Given records:
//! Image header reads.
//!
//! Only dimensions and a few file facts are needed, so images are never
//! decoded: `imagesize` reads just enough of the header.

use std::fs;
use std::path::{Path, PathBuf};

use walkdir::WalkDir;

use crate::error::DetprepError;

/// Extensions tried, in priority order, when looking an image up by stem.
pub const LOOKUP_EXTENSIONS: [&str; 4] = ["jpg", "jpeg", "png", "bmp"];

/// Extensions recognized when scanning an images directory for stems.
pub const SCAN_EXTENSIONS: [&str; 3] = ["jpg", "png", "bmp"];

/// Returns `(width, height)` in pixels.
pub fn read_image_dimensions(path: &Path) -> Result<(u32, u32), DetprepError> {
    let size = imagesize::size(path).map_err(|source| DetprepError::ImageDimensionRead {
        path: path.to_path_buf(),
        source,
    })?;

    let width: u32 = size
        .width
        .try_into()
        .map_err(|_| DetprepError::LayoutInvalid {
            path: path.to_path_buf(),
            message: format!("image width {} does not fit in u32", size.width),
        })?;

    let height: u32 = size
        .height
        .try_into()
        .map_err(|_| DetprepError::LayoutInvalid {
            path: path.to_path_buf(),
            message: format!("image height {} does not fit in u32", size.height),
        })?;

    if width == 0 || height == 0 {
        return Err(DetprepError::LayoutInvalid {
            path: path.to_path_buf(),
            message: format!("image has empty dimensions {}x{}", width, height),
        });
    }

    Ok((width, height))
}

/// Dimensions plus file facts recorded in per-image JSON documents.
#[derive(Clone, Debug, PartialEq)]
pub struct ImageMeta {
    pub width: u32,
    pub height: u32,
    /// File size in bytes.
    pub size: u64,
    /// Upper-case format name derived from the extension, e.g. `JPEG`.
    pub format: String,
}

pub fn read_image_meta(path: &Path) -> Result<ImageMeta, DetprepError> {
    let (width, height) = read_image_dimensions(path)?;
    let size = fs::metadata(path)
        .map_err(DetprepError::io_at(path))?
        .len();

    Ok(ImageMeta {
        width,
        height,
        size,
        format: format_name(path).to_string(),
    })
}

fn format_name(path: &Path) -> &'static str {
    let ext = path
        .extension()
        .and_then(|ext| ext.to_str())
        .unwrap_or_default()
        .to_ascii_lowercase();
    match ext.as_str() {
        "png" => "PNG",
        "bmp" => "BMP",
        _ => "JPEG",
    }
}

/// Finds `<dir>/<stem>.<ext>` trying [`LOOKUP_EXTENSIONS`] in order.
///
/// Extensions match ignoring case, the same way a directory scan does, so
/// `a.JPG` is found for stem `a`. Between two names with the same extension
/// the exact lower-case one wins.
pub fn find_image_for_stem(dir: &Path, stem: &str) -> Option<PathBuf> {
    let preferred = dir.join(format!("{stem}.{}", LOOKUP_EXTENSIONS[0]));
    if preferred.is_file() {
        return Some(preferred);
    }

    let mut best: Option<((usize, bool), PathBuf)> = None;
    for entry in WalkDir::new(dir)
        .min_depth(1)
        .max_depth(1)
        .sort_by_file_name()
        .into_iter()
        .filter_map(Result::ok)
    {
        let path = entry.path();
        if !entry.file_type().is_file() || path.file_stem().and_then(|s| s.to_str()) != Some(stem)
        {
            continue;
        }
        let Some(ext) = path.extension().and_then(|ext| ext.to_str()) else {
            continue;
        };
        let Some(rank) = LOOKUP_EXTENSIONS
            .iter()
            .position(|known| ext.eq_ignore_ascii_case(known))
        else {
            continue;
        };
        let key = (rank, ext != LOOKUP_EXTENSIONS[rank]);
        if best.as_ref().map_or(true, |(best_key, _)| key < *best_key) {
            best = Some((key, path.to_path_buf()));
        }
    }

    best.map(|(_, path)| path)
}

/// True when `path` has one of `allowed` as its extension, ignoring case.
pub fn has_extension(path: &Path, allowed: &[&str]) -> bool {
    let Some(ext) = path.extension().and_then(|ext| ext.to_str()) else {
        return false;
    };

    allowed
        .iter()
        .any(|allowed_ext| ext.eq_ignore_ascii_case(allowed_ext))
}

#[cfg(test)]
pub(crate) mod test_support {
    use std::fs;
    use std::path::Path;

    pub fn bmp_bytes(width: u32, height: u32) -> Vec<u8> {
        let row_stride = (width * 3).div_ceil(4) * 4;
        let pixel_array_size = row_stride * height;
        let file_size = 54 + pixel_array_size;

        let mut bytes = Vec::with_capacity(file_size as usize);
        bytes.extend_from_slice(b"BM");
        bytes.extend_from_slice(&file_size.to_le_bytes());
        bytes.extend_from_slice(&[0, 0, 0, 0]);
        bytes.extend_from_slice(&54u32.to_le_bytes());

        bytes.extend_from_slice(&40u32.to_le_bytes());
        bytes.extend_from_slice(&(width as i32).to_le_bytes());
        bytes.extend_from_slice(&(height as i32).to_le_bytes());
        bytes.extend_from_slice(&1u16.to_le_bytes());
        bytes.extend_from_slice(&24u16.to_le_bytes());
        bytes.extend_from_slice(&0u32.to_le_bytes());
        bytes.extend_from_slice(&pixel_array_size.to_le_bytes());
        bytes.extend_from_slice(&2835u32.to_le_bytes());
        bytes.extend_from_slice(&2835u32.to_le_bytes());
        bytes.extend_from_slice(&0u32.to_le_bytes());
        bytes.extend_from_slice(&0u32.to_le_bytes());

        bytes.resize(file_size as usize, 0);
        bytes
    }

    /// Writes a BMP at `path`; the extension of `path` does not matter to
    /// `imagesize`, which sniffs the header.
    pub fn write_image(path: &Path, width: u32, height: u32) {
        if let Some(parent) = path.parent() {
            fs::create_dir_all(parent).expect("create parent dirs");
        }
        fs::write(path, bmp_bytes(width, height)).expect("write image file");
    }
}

Task goal:
In full and word for word, set down the records shown above.

Problem solution:
//! Image header reads.
//!
//! Only dimensions and a few file facts are needed, so images are never
//! decoded: `imagesize` reads just enough of the header.

use std::fs;
use std::path::{Path, PathBuf};

use walkdir::WalkDir;

use crate::error::DetprepError;

/// Extensions tried, in priority order, when looking an image up by stem.
pub const LOOKUP_EXTENSIONS: [&str; 4] = ["jpg", "jpeg", "png", "bmp"];

/// Extensions recognized when scanning an images directory for stems.
pub const SCAN_EXTENSIONS: [&str; 3] = ["jpg", "png", "bmp"];

/// Returns `(width, height)` in pixels.
pub fn read_image_dimensions(path: &Path) -> Result<(u32, u32), DetprepError> {
    let size = imagesize::size(path).map_err(|source| DetprepError::ImageDimensionRead {
        path: path.to_path_buf(),
        source,
    })?;

    let width: u32 = size
        .width
        .try_into()
        .map_err(|_| DetprepError::LayoutInvalid {
            path: path.to_path_buf(),
            message: format!("image width {} does not fit in u32", size.width),
        })?;

    let height: u32 = size
        .height
        .try_into()
        .map_err(|_| DetprepError::LayoutInvalid {
            path: path.to_path_buf(),
            message: format!("image height {} does not fit in u32", size.height),
        })?;

    if width == 0 || height == 0 {
        return Err(DetprepError::LayoutInvalid {
            path: path.to_path_buf(),
            message: format!("image has empty dimensions {}x{}", width, height),
        });
    }

    Ok((width, height))
}

/// Dimensions plus file facts recorded in per-image JSON documents.
#[derive(Clone, Debug, PartialEq)]
pub struct ImageMeta {
    pub width: u32,
    pub height: u32,
    /// File size in bytes.
    pub size: u64,
    /// Upper-case format name derived from the extension, e.g. `JPEG`.
    pub format: String,
}

pub fn read_image_meta(path: &Path) -> Result<ImageMeta, DetprepError> {
    let (width, height) = read_image_dimensions(path)?;
    let size = fs::metadata(path)
        .map_err(DetprepError::io_at(path))?
        .len();

    Ok(ImageMeta {
        width,
        height,
        size,
        format: format_name(path).to_string(),
    })
}

fn format_name(path: &Path) -> &'static str {
    let ext = path
        .extension()
        .and_then(|ext| ext.to_str())
        .unwrap_or_default()
        .to_ascii_lowercase();
    match ext.as_str() {
        "png" => "PNG",
        "bmp" => "BMP",
        _ => "JPEG",
    }
}

/// Finds `<dir>/<stem>.<ext>` trying [`LOOKUP_EXTENSIONS`] in order.
///
/// Extensions match ignoring case, the same way a directory scan does, so
/// `a.JPG` is found for stem `a`. Between two names with the same extension
/// the exact lower-case one wins.
pub fn find_image_for_stem(dir: &Path, stem: &str) -> Option<PathBuf> {
    let preferred = dir.join(format!("{stem}.{}", LOOKUP_EXTENSIONS[0]));
    if preferred.is_file() {
        return Some(preferred);
    }

    let mut best: Option<((usize, bool), PathBuf)> = None;
    for entry in WalkDir::new(dir)
        .min_depth(1)
        .max_depth(1)
        .sort_by_file_name()
        .into_iter()
        .filter_map(Result::ok)
    {
        let path = entry.path();
        if !entry.file_type().is_file() || path.file_stem().and_then(|s| s.to_str()) != Some(stem)
        {
            continue;
        }
        let Some(ext) = path.extension().and_then(|ext| ext.to_str()) else {
            continue;
        };
        let Some(rank) = LOOKUP_EXTENSIONS
            .iter()
            .position(|known| ext.eq_ignore_ascii_case(known))
        else {
            continue;
        };
        let key = (rank, ext != LOOKUP_EXTENSIONS[rank]);
        if best.as_ref().map_or(true, |(best_key, _)| key < *best_key) {
            best = Some((key, path.to_path_buf()));
        }
    }

    best.map(|(_, path)| path)
}

/// True when `path` has one of `allowed` as its extension, ignoring case.
pub fn has_extension(path: &Path, allowed: &[&str]) -> bool {
    let Some(ext) = path.extension().and_then(|ext| ext.to_str()) else {
        return false;
    };

    allowed
        .iter()
        .any(|allowed_ext| ext.eq_ignore_ascii_case(allowed_ext))
}

#[cfg(test)]
pub(crate) mod test_support {
    use std::fs;
    use std::path::Path;

    pub fn bmp_bytes(width: u32, height: u32) -> Vec<u8> {
        let row_stride = (width * 3).div_ceil(4) * 4;
        let pixel_array_size = row_stride * height;
        let file_size = 54 + pixel_array_size;

        let mut bytes = Vec::with_capacity(file_size as usize);
        bytes.extend_from_slice(b"BM");
        bytes.extend_from_slice(&file_size.to_le_bytes());
        bytes.extend_from_slice(&[0, 0, 0, 0]);
        bytes.extend_from_slice(&54u32.to_le_bytes());

        bytes.extend_from_slice(&40u32.to_le_bytes());
        bytes.extend_from_slice(&(width as i32).to_le_bytes());
        bytes.extend_from_slice(&(height as i32).to_le_bytes());
        bytes.extend_from_slice(&1u16.to_le_bytes());
        bytes.extend_from_slice(&24u16.to_le_bytes());
        bytes.extend_from_slice(&0u32.to_le_bytes());
        bytes.extend_from_slice(&pixel_array_size.to_le_bytes());
        bytes.extend_from_slice(&2835u32.to_le_bytes());
        bytes.extend_from_slice(&2835u32.to_le_bytes());
        bytes.extend_from_slice(&0u32.to_le_bytes());
        bytes.extend_from_slice(&0u32.to_le_bytes());

        bytes.resize(file_size as usize, 0);
        bytes
    }

    /// Writes a BMP at `path`; the extension of `path` does not matter to
    /// `imagesize`, which sniffs the header.
    pub fn write_image(path: &Path, width: u32, height: u32) {
        if let Some(parent) = path.parent() {
            fs::create_dir_all(parent).expect("create parent dirs");
        }
        fs::write(path, bmp_bytes(width, height)).expect("write image file");
    }
}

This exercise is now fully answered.